======== Record extracts ========

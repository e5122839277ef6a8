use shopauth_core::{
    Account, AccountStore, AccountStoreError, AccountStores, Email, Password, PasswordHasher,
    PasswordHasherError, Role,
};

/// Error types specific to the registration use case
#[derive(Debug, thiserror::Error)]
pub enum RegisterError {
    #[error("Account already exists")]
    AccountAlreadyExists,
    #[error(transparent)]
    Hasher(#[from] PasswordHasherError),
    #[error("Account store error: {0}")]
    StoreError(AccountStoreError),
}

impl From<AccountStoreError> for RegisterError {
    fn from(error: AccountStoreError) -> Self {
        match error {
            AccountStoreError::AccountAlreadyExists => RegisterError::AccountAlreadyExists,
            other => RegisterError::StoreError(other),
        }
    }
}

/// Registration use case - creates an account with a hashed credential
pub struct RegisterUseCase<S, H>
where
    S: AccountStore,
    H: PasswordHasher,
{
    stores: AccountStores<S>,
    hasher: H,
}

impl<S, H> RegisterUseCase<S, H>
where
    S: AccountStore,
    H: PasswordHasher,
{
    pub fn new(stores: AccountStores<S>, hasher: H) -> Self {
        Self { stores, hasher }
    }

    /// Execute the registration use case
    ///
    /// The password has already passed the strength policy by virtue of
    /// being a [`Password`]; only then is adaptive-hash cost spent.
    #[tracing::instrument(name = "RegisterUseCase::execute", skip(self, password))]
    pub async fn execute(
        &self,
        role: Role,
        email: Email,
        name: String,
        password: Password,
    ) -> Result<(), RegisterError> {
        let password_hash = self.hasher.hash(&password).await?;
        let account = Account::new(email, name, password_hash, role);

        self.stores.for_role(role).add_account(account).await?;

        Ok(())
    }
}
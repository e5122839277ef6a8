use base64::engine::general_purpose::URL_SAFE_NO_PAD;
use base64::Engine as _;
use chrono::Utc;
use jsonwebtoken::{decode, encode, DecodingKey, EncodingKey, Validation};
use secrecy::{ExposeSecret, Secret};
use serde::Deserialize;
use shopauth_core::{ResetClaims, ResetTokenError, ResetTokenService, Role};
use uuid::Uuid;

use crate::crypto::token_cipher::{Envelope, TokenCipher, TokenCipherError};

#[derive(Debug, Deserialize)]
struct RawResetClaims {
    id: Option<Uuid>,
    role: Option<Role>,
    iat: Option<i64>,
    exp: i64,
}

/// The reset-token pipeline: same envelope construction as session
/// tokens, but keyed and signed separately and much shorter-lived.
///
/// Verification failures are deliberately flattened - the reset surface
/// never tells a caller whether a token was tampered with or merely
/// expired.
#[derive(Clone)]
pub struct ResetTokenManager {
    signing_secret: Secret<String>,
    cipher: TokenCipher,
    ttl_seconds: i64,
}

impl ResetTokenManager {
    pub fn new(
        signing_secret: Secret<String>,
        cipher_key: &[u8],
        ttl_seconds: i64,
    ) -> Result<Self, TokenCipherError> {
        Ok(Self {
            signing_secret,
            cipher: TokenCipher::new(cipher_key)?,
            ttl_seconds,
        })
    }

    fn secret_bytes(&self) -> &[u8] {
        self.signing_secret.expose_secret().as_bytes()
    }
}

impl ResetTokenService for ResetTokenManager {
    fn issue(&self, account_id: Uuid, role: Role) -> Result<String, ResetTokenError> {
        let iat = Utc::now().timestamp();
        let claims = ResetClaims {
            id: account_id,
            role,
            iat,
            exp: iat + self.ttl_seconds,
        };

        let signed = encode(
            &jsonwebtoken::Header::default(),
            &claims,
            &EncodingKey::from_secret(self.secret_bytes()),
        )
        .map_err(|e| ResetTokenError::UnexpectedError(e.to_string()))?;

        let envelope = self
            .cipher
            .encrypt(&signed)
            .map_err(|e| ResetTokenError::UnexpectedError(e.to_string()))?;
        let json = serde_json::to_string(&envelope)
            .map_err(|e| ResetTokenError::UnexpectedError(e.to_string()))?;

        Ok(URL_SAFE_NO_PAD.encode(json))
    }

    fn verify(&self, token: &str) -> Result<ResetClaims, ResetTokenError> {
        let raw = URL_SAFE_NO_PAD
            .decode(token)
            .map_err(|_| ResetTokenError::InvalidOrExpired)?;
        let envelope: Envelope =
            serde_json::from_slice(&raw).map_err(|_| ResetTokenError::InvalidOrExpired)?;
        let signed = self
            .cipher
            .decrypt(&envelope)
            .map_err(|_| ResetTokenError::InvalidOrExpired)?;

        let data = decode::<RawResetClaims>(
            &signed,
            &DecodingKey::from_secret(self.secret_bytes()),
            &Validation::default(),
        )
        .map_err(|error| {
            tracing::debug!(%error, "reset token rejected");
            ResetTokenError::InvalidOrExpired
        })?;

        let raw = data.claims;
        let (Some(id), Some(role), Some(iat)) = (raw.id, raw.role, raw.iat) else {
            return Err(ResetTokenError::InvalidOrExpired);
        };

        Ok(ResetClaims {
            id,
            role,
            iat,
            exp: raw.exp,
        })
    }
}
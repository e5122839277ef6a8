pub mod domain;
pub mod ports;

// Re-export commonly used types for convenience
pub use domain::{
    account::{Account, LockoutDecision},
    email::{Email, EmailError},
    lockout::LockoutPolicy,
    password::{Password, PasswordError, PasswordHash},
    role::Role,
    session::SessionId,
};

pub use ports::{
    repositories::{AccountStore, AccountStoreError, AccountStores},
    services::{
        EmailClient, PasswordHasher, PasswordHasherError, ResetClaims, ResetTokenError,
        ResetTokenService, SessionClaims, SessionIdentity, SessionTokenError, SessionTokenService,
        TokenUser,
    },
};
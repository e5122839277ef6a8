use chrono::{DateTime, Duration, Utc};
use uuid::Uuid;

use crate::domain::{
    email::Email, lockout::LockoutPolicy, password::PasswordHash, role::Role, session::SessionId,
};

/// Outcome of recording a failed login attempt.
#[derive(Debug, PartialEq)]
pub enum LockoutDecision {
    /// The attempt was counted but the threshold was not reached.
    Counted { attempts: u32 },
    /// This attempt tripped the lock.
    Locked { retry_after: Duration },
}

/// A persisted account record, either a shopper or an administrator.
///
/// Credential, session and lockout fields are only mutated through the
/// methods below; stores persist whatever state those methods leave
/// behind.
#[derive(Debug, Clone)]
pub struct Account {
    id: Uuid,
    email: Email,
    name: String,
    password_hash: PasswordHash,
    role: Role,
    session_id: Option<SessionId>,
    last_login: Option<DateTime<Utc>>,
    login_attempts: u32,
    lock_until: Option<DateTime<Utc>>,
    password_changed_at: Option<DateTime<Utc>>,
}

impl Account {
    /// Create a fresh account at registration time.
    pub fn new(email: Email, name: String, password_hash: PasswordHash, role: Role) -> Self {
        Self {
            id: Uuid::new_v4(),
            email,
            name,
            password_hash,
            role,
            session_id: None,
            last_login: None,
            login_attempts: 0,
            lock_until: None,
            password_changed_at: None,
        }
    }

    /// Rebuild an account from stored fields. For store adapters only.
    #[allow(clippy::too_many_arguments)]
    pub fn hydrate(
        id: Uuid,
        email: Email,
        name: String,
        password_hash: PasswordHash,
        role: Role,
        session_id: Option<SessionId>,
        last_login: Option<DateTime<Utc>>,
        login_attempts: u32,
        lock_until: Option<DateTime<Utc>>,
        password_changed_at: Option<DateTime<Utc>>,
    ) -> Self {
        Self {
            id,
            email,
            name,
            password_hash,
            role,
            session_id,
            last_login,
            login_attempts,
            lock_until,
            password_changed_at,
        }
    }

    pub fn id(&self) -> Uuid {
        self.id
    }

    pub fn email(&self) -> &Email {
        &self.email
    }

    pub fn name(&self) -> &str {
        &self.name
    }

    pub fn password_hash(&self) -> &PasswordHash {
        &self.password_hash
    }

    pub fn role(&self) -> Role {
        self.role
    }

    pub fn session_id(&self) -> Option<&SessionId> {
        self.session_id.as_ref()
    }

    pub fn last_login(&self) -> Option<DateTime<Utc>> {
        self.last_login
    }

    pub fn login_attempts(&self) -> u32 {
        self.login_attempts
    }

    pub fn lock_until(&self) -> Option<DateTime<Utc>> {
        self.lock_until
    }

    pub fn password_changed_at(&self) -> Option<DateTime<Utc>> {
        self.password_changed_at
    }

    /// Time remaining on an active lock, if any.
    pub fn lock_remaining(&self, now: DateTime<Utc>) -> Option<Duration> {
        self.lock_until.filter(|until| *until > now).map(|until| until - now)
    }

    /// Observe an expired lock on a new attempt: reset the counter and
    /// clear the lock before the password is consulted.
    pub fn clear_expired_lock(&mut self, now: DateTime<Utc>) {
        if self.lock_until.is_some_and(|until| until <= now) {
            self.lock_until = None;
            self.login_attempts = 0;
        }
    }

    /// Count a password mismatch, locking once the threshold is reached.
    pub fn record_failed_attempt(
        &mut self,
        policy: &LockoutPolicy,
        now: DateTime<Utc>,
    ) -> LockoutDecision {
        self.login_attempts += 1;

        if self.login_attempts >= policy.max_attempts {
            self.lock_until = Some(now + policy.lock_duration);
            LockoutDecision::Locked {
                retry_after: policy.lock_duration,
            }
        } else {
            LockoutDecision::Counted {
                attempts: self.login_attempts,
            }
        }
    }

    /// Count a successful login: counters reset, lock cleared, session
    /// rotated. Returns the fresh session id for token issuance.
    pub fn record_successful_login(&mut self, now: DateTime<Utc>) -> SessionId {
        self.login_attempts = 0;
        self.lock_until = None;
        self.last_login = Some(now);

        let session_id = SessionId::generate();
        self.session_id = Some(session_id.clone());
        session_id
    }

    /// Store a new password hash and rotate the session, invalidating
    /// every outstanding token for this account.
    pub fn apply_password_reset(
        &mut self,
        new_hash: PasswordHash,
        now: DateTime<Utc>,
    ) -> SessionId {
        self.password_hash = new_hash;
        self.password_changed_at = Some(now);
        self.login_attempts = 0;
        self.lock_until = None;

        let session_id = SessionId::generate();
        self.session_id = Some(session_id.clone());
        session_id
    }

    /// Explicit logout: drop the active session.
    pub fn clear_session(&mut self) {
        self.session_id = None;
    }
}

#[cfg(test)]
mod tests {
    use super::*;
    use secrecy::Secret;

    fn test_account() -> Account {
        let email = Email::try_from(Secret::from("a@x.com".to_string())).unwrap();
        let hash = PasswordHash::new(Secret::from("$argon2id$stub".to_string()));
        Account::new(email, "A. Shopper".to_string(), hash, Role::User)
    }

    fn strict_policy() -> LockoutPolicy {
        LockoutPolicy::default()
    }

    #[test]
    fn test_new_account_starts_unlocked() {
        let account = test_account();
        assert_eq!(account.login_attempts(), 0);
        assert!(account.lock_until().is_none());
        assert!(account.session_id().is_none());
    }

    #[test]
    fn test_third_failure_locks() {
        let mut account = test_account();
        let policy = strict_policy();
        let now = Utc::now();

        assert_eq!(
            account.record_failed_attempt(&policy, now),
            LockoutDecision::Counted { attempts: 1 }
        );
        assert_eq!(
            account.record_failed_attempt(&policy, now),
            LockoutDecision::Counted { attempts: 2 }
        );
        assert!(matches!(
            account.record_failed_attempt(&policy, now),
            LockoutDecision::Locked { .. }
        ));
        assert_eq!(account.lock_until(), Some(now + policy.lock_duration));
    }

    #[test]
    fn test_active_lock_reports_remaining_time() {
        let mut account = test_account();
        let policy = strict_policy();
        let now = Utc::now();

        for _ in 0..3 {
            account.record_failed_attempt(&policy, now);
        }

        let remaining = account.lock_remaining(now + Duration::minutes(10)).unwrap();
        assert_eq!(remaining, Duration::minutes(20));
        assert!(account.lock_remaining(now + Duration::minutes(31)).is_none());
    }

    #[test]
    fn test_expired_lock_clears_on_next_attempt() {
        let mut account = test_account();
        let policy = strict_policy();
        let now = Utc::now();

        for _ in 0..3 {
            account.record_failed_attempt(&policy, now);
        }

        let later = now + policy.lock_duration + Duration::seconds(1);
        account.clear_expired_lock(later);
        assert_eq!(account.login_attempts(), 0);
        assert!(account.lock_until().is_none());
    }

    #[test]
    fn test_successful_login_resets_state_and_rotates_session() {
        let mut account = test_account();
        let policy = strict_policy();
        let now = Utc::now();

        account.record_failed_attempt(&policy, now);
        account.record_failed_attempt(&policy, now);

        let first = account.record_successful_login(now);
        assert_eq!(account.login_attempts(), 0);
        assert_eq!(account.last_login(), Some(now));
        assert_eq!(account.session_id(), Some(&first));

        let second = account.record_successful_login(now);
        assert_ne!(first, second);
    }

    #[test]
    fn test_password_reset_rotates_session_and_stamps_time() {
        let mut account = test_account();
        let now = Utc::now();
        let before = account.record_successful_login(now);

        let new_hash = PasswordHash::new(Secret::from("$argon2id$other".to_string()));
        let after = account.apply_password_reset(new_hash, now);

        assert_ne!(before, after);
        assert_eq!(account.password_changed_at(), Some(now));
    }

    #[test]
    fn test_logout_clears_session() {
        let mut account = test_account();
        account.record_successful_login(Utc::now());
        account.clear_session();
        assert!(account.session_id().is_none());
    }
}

========

* _Exercise aim_: State the number of lines in the material holding the word "AccountAlreadyExists". Add nothing else.

* _The completed task_: 2